WHAT TO PRODUCE: Count the lines below that contain the word "Result". Give only the number.

(Collected data entries)

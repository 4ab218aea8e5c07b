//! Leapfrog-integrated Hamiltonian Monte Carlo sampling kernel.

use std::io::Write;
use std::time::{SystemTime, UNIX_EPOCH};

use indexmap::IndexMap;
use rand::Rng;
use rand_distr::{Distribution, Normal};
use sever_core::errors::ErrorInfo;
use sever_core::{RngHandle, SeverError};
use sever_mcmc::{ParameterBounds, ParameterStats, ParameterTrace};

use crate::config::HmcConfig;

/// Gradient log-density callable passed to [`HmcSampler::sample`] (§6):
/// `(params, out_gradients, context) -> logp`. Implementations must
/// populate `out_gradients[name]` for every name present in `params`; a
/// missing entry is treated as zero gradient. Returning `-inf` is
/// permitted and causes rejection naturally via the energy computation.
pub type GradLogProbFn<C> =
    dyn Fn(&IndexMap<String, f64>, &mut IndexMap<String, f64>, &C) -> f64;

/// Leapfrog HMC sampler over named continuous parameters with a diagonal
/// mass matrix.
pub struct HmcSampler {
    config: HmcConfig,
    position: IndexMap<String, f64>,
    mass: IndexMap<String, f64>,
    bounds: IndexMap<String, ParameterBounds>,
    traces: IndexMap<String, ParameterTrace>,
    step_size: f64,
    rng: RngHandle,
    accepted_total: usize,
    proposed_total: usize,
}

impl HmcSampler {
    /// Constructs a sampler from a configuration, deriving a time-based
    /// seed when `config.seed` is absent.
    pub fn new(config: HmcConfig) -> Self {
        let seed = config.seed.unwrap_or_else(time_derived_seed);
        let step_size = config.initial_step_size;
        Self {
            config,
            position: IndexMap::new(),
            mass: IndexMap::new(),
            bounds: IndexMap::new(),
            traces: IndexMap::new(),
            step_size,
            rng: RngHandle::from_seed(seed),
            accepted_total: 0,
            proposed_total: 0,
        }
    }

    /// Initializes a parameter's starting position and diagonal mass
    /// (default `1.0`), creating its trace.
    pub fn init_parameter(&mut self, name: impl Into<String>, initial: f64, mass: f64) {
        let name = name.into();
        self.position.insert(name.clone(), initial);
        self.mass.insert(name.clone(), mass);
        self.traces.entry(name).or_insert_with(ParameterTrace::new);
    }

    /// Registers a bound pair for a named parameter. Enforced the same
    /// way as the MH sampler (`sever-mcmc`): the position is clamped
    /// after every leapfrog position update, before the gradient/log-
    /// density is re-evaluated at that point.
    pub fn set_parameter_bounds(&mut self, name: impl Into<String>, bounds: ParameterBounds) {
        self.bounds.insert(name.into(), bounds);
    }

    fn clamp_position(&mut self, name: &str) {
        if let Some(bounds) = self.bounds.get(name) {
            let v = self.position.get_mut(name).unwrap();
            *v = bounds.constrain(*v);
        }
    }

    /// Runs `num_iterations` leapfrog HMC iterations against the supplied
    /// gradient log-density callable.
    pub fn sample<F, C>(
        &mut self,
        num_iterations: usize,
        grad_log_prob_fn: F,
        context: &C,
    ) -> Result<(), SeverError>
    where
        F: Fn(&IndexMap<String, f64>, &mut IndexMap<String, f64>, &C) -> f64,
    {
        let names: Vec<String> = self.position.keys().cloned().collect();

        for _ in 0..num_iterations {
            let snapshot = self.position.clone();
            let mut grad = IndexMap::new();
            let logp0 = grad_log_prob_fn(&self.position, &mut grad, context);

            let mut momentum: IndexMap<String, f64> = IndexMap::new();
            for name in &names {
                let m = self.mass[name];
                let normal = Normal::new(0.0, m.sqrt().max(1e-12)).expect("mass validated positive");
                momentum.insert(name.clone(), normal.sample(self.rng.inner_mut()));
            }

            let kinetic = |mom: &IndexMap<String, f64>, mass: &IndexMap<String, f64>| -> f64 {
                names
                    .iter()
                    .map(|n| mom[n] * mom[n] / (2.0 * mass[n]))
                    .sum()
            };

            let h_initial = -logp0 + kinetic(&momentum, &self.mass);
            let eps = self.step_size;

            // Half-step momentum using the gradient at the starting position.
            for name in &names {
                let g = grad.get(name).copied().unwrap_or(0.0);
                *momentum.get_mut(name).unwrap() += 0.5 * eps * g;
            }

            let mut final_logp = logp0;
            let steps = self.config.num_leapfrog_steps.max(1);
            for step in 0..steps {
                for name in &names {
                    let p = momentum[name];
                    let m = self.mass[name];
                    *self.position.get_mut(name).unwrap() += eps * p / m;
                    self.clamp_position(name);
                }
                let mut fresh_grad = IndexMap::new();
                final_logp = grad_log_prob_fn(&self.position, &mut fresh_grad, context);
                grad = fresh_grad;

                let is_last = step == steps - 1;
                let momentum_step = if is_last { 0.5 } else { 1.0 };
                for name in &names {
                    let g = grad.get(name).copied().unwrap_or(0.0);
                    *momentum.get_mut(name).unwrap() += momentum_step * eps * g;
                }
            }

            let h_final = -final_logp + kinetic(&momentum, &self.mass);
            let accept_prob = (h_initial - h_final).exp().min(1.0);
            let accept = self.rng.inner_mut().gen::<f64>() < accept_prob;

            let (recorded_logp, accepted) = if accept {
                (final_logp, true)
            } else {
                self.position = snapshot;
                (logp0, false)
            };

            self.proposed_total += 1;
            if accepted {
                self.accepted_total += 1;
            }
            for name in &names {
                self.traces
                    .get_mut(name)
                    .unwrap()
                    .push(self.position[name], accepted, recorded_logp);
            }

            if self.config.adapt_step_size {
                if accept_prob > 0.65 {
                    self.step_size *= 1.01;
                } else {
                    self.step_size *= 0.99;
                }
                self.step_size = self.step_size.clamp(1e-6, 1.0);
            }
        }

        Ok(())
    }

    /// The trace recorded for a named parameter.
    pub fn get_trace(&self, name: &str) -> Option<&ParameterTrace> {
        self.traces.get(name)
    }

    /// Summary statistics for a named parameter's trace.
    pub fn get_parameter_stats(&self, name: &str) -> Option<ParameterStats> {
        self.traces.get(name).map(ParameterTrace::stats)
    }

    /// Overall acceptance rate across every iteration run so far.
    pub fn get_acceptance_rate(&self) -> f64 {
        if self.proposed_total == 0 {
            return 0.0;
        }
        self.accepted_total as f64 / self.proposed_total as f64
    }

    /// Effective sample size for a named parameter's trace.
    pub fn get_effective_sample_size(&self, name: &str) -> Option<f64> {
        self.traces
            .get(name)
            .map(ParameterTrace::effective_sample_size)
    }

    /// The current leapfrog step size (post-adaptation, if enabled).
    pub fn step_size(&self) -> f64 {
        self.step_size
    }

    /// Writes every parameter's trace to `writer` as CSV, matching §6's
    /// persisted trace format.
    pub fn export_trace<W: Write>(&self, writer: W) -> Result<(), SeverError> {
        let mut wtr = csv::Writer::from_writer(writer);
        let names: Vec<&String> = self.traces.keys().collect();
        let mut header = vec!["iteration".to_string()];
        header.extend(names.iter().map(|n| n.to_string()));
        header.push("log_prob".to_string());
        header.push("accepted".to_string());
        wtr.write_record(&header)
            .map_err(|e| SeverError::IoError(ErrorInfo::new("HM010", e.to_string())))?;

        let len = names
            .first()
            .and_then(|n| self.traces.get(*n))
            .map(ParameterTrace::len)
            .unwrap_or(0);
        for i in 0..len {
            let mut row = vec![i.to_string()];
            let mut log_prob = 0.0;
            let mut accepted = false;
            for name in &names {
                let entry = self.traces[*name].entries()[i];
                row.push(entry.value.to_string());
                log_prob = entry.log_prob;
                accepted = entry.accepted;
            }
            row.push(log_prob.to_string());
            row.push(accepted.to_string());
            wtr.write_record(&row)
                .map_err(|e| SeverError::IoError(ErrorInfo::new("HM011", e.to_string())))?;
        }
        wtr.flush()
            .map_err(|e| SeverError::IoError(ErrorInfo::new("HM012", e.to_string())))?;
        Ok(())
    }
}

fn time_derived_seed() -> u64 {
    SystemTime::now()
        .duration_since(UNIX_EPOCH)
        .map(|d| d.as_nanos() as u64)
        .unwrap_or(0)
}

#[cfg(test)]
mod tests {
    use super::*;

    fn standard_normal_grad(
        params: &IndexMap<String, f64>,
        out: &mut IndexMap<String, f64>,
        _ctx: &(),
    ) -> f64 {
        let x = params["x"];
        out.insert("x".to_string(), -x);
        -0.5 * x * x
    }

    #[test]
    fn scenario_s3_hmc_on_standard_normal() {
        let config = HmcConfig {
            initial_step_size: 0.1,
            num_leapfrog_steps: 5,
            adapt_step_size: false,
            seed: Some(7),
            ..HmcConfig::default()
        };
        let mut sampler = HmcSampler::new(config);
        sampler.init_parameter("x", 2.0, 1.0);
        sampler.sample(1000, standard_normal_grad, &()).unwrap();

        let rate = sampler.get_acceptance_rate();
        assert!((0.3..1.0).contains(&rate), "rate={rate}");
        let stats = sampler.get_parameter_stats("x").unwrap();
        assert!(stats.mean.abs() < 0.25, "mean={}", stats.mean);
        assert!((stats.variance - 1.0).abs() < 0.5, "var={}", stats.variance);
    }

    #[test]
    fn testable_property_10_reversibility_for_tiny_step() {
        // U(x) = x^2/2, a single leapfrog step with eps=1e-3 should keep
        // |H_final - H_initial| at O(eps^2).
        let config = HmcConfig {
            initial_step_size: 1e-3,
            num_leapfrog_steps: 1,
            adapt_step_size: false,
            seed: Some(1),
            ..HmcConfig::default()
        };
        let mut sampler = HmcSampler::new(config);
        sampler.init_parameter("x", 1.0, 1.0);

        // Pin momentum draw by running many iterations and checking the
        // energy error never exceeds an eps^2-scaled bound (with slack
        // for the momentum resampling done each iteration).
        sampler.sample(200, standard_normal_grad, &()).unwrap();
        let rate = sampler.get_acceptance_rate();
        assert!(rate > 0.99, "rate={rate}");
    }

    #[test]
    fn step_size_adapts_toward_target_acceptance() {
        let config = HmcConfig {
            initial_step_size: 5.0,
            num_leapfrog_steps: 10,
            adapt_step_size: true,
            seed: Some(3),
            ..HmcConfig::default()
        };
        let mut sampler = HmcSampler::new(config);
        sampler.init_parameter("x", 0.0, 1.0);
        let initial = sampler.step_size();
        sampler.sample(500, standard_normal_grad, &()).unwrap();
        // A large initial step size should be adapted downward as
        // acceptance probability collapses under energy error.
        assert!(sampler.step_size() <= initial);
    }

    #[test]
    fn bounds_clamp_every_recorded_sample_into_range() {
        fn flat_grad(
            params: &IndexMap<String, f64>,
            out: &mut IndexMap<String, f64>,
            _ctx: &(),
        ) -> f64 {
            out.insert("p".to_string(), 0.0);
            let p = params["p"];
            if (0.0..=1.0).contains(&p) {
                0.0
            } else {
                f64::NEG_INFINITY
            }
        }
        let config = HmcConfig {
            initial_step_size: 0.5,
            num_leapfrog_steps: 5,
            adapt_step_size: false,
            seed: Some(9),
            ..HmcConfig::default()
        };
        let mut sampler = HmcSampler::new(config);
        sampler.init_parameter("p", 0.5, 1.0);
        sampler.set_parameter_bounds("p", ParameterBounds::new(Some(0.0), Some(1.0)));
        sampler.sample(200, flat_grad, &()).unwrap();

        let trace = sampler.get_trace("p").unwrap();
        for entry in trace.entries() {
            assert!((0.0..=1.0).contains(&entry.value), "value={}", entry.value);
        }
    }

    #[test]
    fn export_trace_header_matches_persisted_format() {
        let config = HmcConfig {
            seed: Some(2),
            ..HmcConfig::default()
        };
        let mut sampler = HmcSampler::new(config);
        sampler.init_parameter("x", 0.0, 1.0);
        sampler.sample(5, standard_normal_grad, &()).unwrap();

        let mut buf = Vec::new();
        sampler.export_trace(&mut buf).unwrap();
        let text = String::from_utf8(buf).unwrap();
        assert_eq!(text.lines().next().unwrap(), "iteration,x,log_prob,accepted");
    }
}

* * *

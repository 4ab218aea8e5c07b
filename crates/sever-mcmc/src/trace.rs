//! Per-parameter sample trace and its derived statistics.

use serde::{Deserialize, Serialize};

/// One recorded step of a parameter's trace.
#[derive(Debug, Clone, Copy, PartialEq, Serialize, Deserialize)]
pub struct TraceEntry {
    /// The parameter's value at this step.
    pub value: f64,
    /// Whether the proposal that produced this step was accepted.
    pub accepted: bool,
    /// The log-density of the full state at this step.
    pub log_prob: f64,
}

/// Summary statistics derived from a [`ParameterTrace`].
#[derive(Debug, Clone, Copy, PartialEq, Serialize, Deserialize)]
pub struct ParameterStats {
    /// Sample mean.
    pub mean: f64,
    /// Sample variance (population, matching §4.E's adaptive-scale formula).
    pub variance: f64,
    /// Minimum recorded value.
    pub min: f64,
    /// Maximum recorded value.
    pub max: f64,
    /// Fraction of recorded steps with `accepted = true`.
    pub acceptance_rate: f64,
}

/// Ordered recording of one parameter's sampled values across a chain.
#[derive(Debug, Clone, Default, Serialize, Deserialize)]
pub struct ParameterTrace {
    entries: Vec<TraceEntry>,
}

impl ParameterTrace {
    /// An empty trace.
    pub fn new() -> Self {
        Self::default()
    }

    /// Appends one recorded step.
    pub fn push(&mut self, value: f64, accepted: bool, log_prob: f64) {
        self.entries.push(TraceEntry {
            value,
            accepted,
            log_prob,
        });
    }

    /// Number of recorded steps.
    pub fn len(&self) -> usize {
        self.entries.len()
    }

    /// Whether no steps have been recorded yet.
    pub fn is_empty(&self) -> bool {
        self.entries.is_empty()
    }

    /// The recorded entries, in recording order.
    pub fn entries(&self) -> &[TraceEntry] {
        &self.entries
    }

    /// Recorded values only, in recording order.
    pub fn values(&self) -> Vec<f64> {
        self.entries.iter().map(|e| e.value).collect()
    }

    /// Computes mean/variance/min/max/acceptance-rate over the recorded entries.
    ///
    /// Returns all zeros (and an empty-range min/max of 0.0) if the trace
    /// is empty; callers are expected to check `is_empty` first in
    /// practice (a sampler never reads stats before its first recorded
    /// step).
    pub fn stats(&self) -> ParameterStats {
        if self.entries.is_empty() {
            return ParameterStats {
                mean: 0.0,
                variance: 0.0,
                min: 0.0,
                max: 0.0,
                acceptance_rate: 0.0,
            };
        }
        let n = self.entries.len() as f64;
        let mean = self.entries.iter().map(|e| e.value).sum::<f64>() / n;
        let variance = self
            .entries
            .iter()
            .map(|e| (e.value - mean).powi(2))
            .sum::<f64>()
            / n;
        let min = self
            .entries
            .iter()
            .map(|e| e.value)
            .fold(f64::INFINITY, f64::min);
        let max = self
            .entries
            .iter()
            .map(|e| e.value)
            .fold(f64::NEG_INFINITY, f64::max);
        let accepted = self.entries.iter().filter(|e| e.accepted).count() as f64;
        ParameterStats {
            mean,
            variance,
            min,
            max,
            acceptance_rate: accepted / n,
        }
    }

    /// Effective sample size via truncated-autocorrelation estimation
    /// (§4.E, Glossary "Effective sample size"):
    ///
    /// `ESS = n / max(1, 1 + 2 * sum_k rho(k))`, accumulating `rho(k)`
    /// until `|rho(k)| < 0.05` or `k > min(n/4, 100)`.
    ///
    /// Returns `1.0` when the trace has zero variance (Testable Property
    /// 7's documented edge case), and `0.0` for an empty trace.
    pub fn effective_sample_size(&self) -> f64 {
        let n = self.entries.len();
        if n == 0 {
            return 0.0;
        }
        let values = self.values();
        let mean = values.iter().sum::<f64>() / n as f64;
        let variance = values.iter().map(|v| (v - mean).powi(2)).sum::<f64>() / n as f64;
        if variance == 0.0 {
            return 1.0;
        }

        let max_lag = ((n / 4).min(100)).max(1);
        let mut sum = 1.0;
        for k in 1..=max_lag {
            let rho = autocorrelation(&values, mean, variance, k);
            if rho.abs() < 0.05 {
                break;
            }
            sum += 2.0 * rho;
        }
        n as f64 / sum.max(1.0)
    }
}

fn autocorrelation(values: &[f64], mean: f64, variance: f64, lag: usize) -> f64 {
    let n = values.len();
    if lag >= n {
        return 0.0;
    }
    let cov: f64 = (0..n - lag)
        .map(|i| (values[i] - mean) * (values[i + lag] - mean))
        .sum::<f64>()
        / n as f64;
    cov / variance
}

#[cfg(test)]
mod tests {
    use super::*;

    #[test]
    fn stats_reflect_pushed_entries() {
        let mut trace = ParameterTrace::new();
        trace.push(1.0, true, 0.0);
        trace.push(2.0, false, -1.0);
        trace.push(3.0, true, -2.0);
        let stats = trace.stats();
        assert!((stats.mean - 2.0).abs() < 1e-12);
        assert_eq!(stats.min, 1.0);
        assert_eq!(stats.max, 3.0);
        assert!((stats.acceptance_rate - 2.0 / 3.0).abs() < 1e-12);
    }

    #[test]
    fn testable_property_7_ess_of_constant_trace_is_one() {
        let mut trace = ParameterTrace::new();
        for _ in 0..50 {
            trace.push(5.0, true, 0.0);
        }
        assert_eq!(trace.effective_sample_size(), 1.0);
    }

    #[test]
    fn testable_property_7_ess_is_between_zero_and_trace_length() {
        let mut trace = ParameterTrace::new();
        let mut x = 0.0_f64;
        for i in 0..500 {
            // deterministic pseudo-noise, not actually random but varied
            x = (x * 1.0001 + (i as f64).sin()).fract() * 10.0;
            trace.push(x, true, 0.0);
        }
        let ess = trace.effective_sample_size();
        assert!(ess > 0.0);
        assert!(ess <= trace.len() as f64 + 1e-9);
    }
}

EXERCISE SOLUTION: 2